Virtual Exchanges (VEs), in general, and especially Virtual Youth Exchanges (VYEs), are a pedagogic practice in facilitating access to learning opportunities. From our perspective, we will focus on VYEs and on the benefits they can offer to young people. Relying strongly on reciprocity and peer learning, the way VYEs work makes it greatly compatible with non-formal education and supports the implementation of educational activities and opportunities to a large extent. Making it technically possible for its participants to exchange different points of view and opinions on issues highly relevant to youth, it is a great and economic replacement for in-person interaction and collaboration, when working with distant peers becomes a necessity or an opportunity to overcome other obstacles that would make any other alternative unrealistic.
Of course, this has been the case for years, as anyone can easily imagine.
VYEs are nothing new and have grown to become a tool for internationalize learning as early as the beginning of the 2000s. Intercultural initiatives following the cultural clashes of the early years of the new millennium, such as the not-for-profit organization Soliya, have successfully proven to be a great tool for promoting reciprocal intercultural understanding and a safe environment and platform for the exchange of different opinions and beliefs. And even if the COVID-19 pandemic has greatly increased the international youth work field interest in Virtual Youth Exchanges, the Erasmus+ Virtual Exchange initiative dates back to 2018, much before what was then seen as an opportunity became a necessity.
Definitions
Before analyzing in detail the benefits of VYEs and the practical steps it takes to organize one, it is worth understanding what the most widely accepted definitions of VEs are. This is very much needed to clear the table of any ideas and shortcuts leading to mistaking a group video conferencing experience for a full-scale and duly organized VYE.
The Erasmus+ Virtual Exchange initiative defines a VEs as:
“[…] Technology-enabled, facilitated, people-to-people education programs sustained over some time. […] By employing a wide variety of technologies and educational pedagogy, Virtual Exchange makes it possible for every young person to have meaningful, transnational, and intercultural experiences.”
It is of paramount importance to highlight the focus of the peer-to-peer pedagogical approach, the need for specific facilitation, and the duration of a VE. All these details make a huge difference with whatever group video call or webinar. These are the main variables to take into account when trying to understand the benefits of a VYE and how to implement one.
Soliya, probably the organization with the longest experience with this tool in the world, places great importance on considering VEs as: “High impact inter-and cross-cultural education facilitated through digital technology,” adding the relevance of using VEs as a tool to promote inter and cross-cultural understanding and experiences.
The Erasmus+ Virtual Exchange concept description further explains how a Virtual Exchange differs from other online learning formats by stressing the importance of four more variables that make it a unique form of learning:
- Experiential learning
- People-to-people interaction
- Soft skills
- Learner-led learning
These very same variables are the basis of all the more traditional in-presence residential learning opportunities, such as youth exchanges, which are very typical of our field. It becomes clear that a valid quality-driven VYE must also be based on the same values and general pedagogical approaches to differentiate itself from other online learning methods.
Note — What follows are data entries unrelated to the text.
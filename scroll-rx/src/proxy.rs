use alloc::rc::{Rc, Weak};
use core::cell::{Cell, RefCell};

use crate::subject::{BehaviorSubject, PublishSubject};
use crate::{Point, ScrollDelegate, ScrollHost};

/// Fans the host's single delegate slot out to any number of observers.
///
/// The proxy implements [`ScrollDelegate`] itself. Each callback is pushed
/// into the subjects that have been materialized, then forwarded to the
/// application delegate, if one is registered. Subjects are created on first
/// access, so a host nobody observes allocates no streams.
///
/// The proxy holds only a weak reference to its host and never extends its
/// lifetime. Obtain proxies through [`crate::ProxyRegistry`], which
/// guarantees one proxy per host.
pub struct DelegateProxy<H: ScrollHost> {
    host: Weak<RefCell<H>>,
    forward: RefCell<Option<Weak<dyn ScrollDelegate>>>,
    offset_subject: RefCell<Option<BehaviorSubject<Point>>>,
    tick_subject: RefCell<Option<PublishSubject<()>>>,
    finished: Cell<bool>,
}

impl<H: ScrollHost> DelegateProxy<H> {
    pub fn new(host: Weak<RefCell<H>>) -> Self {
        rxdebug!("DelegateProxy::new");
        Self {
            host,
            forward: RefCell::new(None),
            offset_subject: RefCell::new(None),
            tick_subject: RefCell::new(None),
            finished: Cell::new(false),
        }
    }

    /// The host this proxy observes, if it is still alive.
    pub fn host(&self) -> Option<Rc<RefCell<H>>> {
        self.host.upgrade()
    }

    /// Registers the application delegate that keeps receiving forwarded
    /// calls. The slot is weak; the application retains its own delegate.
    pub fn set_forward_delegate(&self, delegate: Option<Weak<dyn ScrollDelegate>>) {
        *self.forward.borrow_mut() = delegate;
    }

    pub fn forward_delegate(&self) -> Option<Rc<dyn ScrollDelegate>> {
        self.forward.borrow().as_ref().and_then(Weak::upgrade)
    }

    /// Lazily materializes the replay-latest offset subject.
    ///
    /// The first call seeds the subject with the host's current offset (a
    /// zero point if the host is already gone); repeated calls return a
    /// handle to the same subject.
    pub fn content_offset_subject(&self) -> BehaviorSubject<Point> {
        if let Some(subject) = &*self.offset_subject.borrow() {
            return subject.clone();
        }

        let seed = self
            .host
            .upgrade()
            .map(|host| host.borrow().content_offset())
            .unwrap_or_default();
        rxtrace!(seed_x = seed.x, seed_y = seed.y, "materializing offset subject");
        let subject = BehaviorSubject::new(seed);
        *self.offset_subject.borrow_mut() = Some(subject.clone());
        subject
    }

    /// Lazily materializes the per-callback tick subject (no replay, no
    /// seed).
    pub fn scroll_tick_subject(&self) -> PublishSubject<()> {
        if let Some(subject) = &*self.tick_subject.borrow() {
            return subject.clone();
        }

        rxtrace!("materializing tick subject");
        let subject = PublishSubject::new();
        *self.tick_subject.borrow_mut() = Some(subject.clone());
        subject
    }

    pub fn has_offset_subject(&self) -> bool {
        self.offset_subject.borrow().is_some()
    }

    pub fn has_tick_subject(&self) -> bool {
        self.tick_subject.borrow().is_some()
    }

    /// Completes every materialized subject.
    ///
    /// Runs at most once; later calls (including the one from `Drop`) are
    /// no-ops, and a proxy that never materialized a subject finishes
    /// without side effects.
    pub fn finish(&self) {
        if self.finished.replace(true) {
            return;
        }
        rxdebug!("DelegateProxy::finish");

        let offset_subject = self.offset_subject.borrow().clone();
        if let Some(subject) = offset_subject {
            subject.complete();
        }
        let tick_subject = self.tick_subject.borrow().clone();
        if let Some(subject) = tick_subject {
            subject.complete();
        }
    }
}

impl<H: ScrollHost> ScrollDelegate for DelegateProxy<H> {
    /// Subject pushes happen strictly before forwarding, so reactive
    /// observers see a value change no later than imperative code reacting
    /// to the same callback.
    fn did_scroll(&self, offset: Point) {
        // Subject handles are cloned out of their cells before pushing so
        // observers may re-enter the proxy.
        let offset_subject = self.offset_subject.borrow().clone();
        if let Some(subject) = offset_subject {
            subject.next(offset);
        }
        let tick_subject = self.tick_subject.borrow().clone();
        if let Some(subject) = tick_subject {
            subject.next(());
        }
        if let Some(forward) = self.forward_delegate() {
            forward.did_scroll(offset);
        }
    }
}

impl<H: ScrollHost> Drop for DelegateProxy<H> {
    fn drop(&mut self) {
        self.finish();
    }
}
use alloc::rc::{Rc, Weak};
use core::cell::RefCell;

use crate::{EdgeInsets, Point, Size};

/// The scrollable view abstraction.
///
/// This crate never renders anything; a TUI/GUI layer implements this trait
/// over its scrollable view and routes the view's delegate callback through
/// [`ScrollDelegate`]. The proxy only reads geometry from the host, except
/// when a caller binds a new offset back into it.
pub trait ScrollHost {
    fn content_offset(&self) -> Point;

    /// Programmatically scrolls the view. Implementations are expected to
    /// report the change back through their delegate callback, the same way
    /// a user-driven scroll would.
    fn set_content_offset(&mut self, offset: Point);

    fn content_inset(&self) -> EdgeInsets;

    fn frame_size(&self) -> Size;

    /// Total size of the scrollable content, which may exceed the frame.
    fn content_size(&self) -> Size;

    /// The currently installed delegate, if it is still alive.
    fn delegate(&self) -> Option<Rc<dyn ScrollDelegate>>;

    /// Installs a delegate. The slot is weak: the host never owns its
    /// delegate.
    fn set_delegate(&mut self, delegate: Option<Weak<dyn ScrollDelegate>>);
}

/// The host view's delegate protocol.
///
/// Methods have empty default bodies so a delegate only implements the
/// callbacks it cares about.
pub trait ScrollDelegate {
    /// Called by the host whenever its scroll position changes.
    fn did_scroll(&self, _offset: Point) {}
}

/// Invokes the host's delegate with the current offset.
///
/// The offset and delegate are read under a short borrow that is released
/// before the delegate runs, so delegate work may re-enter the host (read
/// geometry, or even scroll it again).
pub fn notify_did_scroll<H: ScrollHost>(host: &Rc<RefCell<H>>) {
    let (offset, delegate) = {
        let host = host.borrow();
        (host.content_offset(), host.delegate())
    };
    if let Some(delegate) = delegate {
        delegate.did_scroll(offset);
    }
}
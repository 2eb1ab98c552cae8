use alloc::rc::Weak;
use core::cell::RefCell;

use scroll_rx::{BehaviorSubject, Point, ScrollHost, Subscription};

/// A two-way control property over the host's scroll offset.
///
/// Reading is a replay-latest stream: every new subscriber synchronously
/// receives the current offset before any future value, so a UI layer knows
/// where it is at bind time. Writing scrolls the host directly; the update
/// flows back into the stream through the host's delegate callback, not
/// through an acknowledgement path.
pub struct OffsetProperty<H: ScrollHost> {
    host: Weak<RefCell<H>>,
    values: BehaviorSubject<Point>,
}

impl<H: ScrollHost + 'static> OffsetProperty<H> {
    pub(crate) fn new(host: Weak<RefCell<H>>, values: BehaviorSubject<Point>) -> Self {
        Self { host, values }
    }

    /// The latest known offset.
    pub fn value(&self) -> Point {
        self.values.value()
    }

    /// Subscribes an observer; it immediately receives the latest offset.
    pub fn subscribe(&self, next: impl FnMut(&Point) + 'static) -> Subscription {
        self.values.subscribe(next)
    }

    /// Like [`OffsetProperty::subscribe`], with a completion callback that
    /// runs when the host's proxy is torn down.
    pub fn subscribe_with(
        &self,
        next: impl FnMut(&Point) + 'static,
        complete: impl FnMut() + 'static,
    ) -> Subscription {
        self.values.subscribe_with(next, complete)
    }

    /// The sink half of the binding: writes a new offset into the host.
    /// A no-op if the host is gone.
    pub fn set(&self, offset: Point) {
        if let Some(host) = self.host.upgrade() {
            host.borrow_mut().set_content_offset(offset);
        }
    }

    /// A handle to the underlying replay-latest subject.
    pub fn values(&self) -> BehaviorSubject<Point> {
        self.values.clone()
    }
}
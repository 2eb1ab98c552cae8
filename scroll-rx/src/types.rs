/// A 2D point in the host view's coordinate space.
#[derive(Clone, Copy, Debug, Default, PartialEq)]
#[cfg_attr(feature = "serde", derive(serde::Serialize, serde::Deserialize))]
pub struct Point {
    pub x: f64,
    pub y: f64,
}

impl Point {
    pub fn new(x: f64, y: f64) -> Self {
        Self { x, y }
    }
}

#[derive(Clone, Copy, Debug, Default, PartialEq)]
#[cfg_attr(feature = "serde", derive(serde::Serialize, serde::Deserialize))]
pub struct Size {
    pub width: f64,
    pub height: f64,
}

impl Size {
    pub fn new(width: f64, height: f64) -> Self {
        Self { width, height }
    }
}

/// Four-sided content insets, as reported by the host view.
#[derive(Clone, Copy, Debug, Default, PartialEq)]
#[cfg_attr(feature = "serde", derive(serde::Serialize, serde::Deserialize))]
pub struct EdgeInsets {
    pub top: f64,
    pub left: f64,
    pub bottom: f64,
    pub right: f64,
}

impl EdgeInsets {
    pub fn new(top: f64, left: f64, bottom: f64, right: f64) -> Self {
        Self {
            top,
            left,
            bottom,
            right,
        }
    }

    /// Uniform insets on all four sides.
    pub fn uniform(value: f64) -> Self {
        Self::new(value, value, value, value)
    }
}
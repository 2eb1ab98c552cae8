use alloc::rc::{Rc, Weak};
use alloc::vec::Vec;
use core::cell::RefCell;
use core::mem;

type NextFn<T> = Rc<RefCell<dyn FnMut(&T)>>;
type CompleteFn = Rc<RefCell<dyn FnMut()>>;

struct Slot<T> {
    id: u64,
    next: NextFn<T>,
    complete: Option<CompleteFn>,
}

/// Shared observer bookkeeping for both subject kinds.
struct Multicast<T> {
    observers: Vec<Slot<T>>,
    next_id: u64,
    done: bool,
}

impl<T> Multicast<T> {
    fn new() -> Self {
        Self {
            observers: Vec::new(),
            next_id: 0,
            done: false,
        }
    }

    fn attach(&mut self, next: NextFn<T>, complete: Option<CompleteFn>) -> u64 {
        let id = self.next_id;
        self.next_id += 1;
        self.observers.push(Slot { id, next, complete });
        id
    }

    fn remove(&mut self, id: u64) {
        self.observers.retain(|slot| slot.id != id);
    }

    /// Cheap handle copies of every attached observer, so emission can run
    /// with all borrows released and callbacks may re-enter the subject.
    fn snapshot(&self) -> Vec<NextFn<T>> {
        self.observers
            .iter()
            .map(|slot| Rc::clone(&slot.next))
            .collect()
    }

    /// Marks the subject done and drains the observer list, returning the
    /// completion callbacks to run. Empty on a second call.
    fn take_completions(&mut self) -> Vec<CompleteFn> {
        if self.done {
            return Vec::new();
        }
        self.done = true;
        let slots = mem::take(&mut self.observers);
        slots.into_iter().filter_map(|slot| slot.complete).collect()
    }
}

trait Detach {
    fn detach(&self, id: u64);
}

struct BehaviorInner<T> {
    value: T,
    cast: Multicast<T>,
}

impl<T> Detach for RefCell<BehaviorInner<T>> {
    fn detach(&self, id: u64) {
        self.borrow_mut().cast.remove(id);
    }
}

impl<T> Detach for RefCell<Multicast<T>> {
    fn detach(&self, id: u64) {
        self.borrow_mut().remove(id);
    }
}

/// Detaches one observer from the subject it subscribed to.
///
/// Disposal is explicit: dropping the handle without calling
/// [`Subscription::unsubscribe`] leaves the observer attached for the
/// lifetime of the subject.
#[must_use = "dropping a Subscription does not detach the observer"]
pub struct Subscription {
    target: Option<(Weak<dyn Detach>, u64)>,
}

impl Subscription {
    fn attached(target: Weak<dyn Detach>, id: u64) -> Self {
        Self {
            target: Some((target, id)),
        }
    }

    /// A handle with nothing behind it, returned for post-completion
    /// subscriptions.
    fn detached() -> Self {
        Self { target: None }
    }

    /// Stops future deliveries to this observer.
    ///
    /// A no-op if the subject has already completed or been dropped.
    pub fn unsubscribe(self) {
        if let Some((target, id)) = self.target {
            if let Some(target) = target.upgrade() {
                target.detach(id);
            }
        }
    }
}

/// A hot subject that remembers the most recently pushed value and replays
/// it synchronously to every new subscriber.
///
/// Cloning a subject clones a handle to the same shared state. All access is
/// single-threaded; emission is synchronous and reentrant-safe.
pub struct BehaviorSubject<T> {
    inner: Rc<RefCell<BehaviorInner<T>>>,
}

impl<T> Clone for BehaviorSubject<T> {
    fn clone(&self) -> Self {
        Self {
            inner: Rc::clone(&self.inner),
        }
    }
}

impl<T: Clone + 'static> BehaviorSubject<T> {
    pub fn new(seed: T) -> Self {
        Self {
            inner: Rc::new(RefCell::new(BehaviorInner {
                value: seed,
                cast: Multicast::new(),
            })),
        }
    }

    /// The most recently pushed value (the seed, if nothing was pushed yet).
    pub fn value(&self) -> T {
        self.inner.borrow().value.clone()
    }

    pub fn is_done(&self) -> bool {
        self.inner.borrow().cast.done
    }

    /// Records `value` for replay, then delivers it to every observer that
    /// was attached when the push began. A no-op once completed.
    pub fn next(&self, value: T) {
        let observers = {
            let mut inner = self.inner.borrow_mut();
            if inner.cast.done {
                return;
            }
            inner.value = value.clone();
            inner.cast.snapshot()
        };
        for next in observers {
            (next.borrow_mut())(&value);
        }
    }

    /// Subscribes an observer; it immediately receives the latest value,
    /// then every future push until it unsubscribes or the subject
    /// completes.
    pub fn subscribe(&self, next: impl FnMut(&T) + 'static) -> Subscription {
        self.subscribe_slot(Rc::new(RefCell::new(next)), None)
    }

    /// Like [`BehaviorSubject::subscribe`], with a completion callback that
    /// runs exactly once when the subject completes. Subscribing after
    /// completion runs `complete` immediately and replays nothing.
    pub fn subscribe_with(
        &self,
        next: impl FnMut(&T) + 'static,
        complete: impl FnMut() + 'static,
    ) -> Subscription {
        self.subscribe_slot(
            Rc::new(RefCell::new(next)),
            Some(Rc::new(RefCell::new(complete))),
        )
    }

    fn subscribe_slot(&self, next: NextFn<T>, complete: Option<CompleteFn>) -> Subscription {
        let (id, replay) = {
            let mut inner = self.inner.borrow_mut();
            if inner.cast.done {
                drop(inner);
                if let Some(complete) = complete {
                    (complete.borrow_mut())();
                }
                return Subscription::detached();
            }
            (inner.cast.attach(Rc::clone(&next), complete), inner.value.clone())
        };
        // Replay runs with the borrow released so the observer may
        // immediately re-enter the subject.
        (next.borrow_mut())(&replay);
        let weak = Rc::downgrade(&self.inner);
        Subscription::attached(weak, id)
    }

    /// Completes the subject: observers receive their completion callback
    /// exactly once and are detached; later pushes deliver nothing.
    pub fn complete(&self) {
        let completions = self.inner.borrow_mut().cast.take_completions();
        for complete in completions {
            (complete.borrow_mut())();
        }
    }
}

/// A hot subject with no replay: subscribers only see pushes that happen
/// after they attach.
pub struct PublishSubject<T> {
    inner: Rc<RefCell<Multicast<T>>>,
}

impl<T> Clone for PublishSubject<T> {
    fn clone(&self) -> Self {
        Self {
            inner: Rc::clone(&self.inner),
        }
    }
}

impl<T: 'static> PublishSubject<T> {
    pub fn new() -> Self {
        Self {
            inner: Rc::new(RefCell::new(Multicast::new())),
        }
    }

    pub fn is_done(&self) -> bool {
        self.inner.borrow().done
    }

    /// Delivers `value` to every observer attached when the push began. A
    /// no-op once completed.
    pub fn next(&self, value: T) {
        let observers = {
            let inner = self.inner.borrow();
            if inner.done {
                return;
            }
            inner.snapshot()
        };
        for next in observers {
            (next.borrow_mut())(&value);
        }
    }

    pub fn subscribe(&self, next: impl FnMut(&T) + 'static) -> Subscription {
        self.subscribe_slot(Rc::new(RefCell::new(next)), None)
    }

    /// Like [`PublishSubject::subscribe`], with a completion callback that
    /// runs exactly once when the subject completes.
    pub fn subscribe_with(
        &self,
        next: impl FnMut(&T) + 'static,
        complete: impl FnMut() + 'static,
    ) -> Subscription {
        self.subscribe_slot(
            Rc::new(RefCell::new(next)),
            Some(Rc::new(RefCell::new(complete))),
        )
    }

    fn subscribe_slot(&self, next: NextFn<T>, complete: Option<CompleteFn>) -> Subscription {
        let id = {
            let mut inner = self.inner.borrow_mut();
            if inner.done {
                drop(inner);
                if let Some(complete) = complete {
                    (complete.borrow_mut())();
                }
                return Subscription::detached();
            }
            inner.attach(next, complete)
        };
        let weak = Rc::downgrade(&self.inner);
        Subscription::attached(weak, id)
    }

    pub fn complete(&self) {
        let completions = self.inner.borrow_mut().take_completions();
        for complete in completions {
            (complete.borrow_mut())();
        }
    }
}

impl<T: 'static> Default for PublishSubject<T> {
    fn default() -> Self {
        Self::new()
    }
}
use alloc::rc::Weak;
use core::cell::RefCell;

use scroll_rx::{BehaviorSubject, Point, ScrollHost, Subscription};

/// A derived stream that fires when the scroll position lands strictly past
/// the bottom of the content.
///
/// The threshold is a pure function of the latest offset and the host's
/// geometry *at evaluation time*: nothing is cached, so a resize between two
/// offset events changes the threshold used for the next one. Offsets that
/// arrive while the host is gone are skipped without terminating the stream.
pub struct ReachedBottom<H: ScrollHost> {
    host: Weak<RefCell<H>>,
    offsets: BehaviorSubject<Point>,
}

impl<H: ScrollHost + 'static> ReachedBottom<H> {
    pub(crate) fn new(host: Weak<RefCell<H>>, offsets: BehaviorSubject<Point>) -> Self {
        Self { host, offsets }
    }

    /// Runs `next` once per qualifying offset. Landing exactly on the
    /// threshold does not count as reached.
    ///
    /// Because the offset stream replays, a subscriber that attaches while
    /// the view is already past the bottom fires immediately.
    pub fn subscribe(&self, mut next: impl FnMut() + 'static) -> Subscription {
        let host = self.host.clone();
        self.offsets.subscribe(move |offset| {
            if past_bottom(&host, offset) {
                next();
            }
        })
    }
}

fn past_bottom<H: ScrollHost>(host: &Weak<RefCell<H>>, offset: &Point) -> bool {
    let Some(host) = host.upgrade() else {
        return false;
    };
    let host = host.borrow();

    let inset = host.content_inset();
    let visible_height = host.frame_size().height - inset.top - inset.bottom;
    let y = offset.y + inset.top;
    let threshold = (host.content_size().height - visible_height).max(0.0);

    y > threshold
}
If, for instance, we take a moment to think about a self-paced learning online course we can easily see the lack of interpersonal interaction which makes non-formal education in the field of youth so unique and effective. If we lack a true peer learning approach, even experiential learning becomes extremely difficult to implement online.
A MOOC course will, even with its hundreds of learners (or maybe, because of its hundreds of learners), definitely not create the safe environment needed for a fruitful person-to-person learning collaboration.
An online webinar may be addressed to a smaller group of participants but it is normally based on the transfer of knowledge from a speaker (expert/teacher/keynote speaker…) to the audience and it lacks the learner-led approach, at least to the extent that it can characterize a VYE. The soft skills resulting from experiential and peer learning cannot be gained in the same way in any of these kinds of online learning settings as they can in a VYE. It’s just a different story!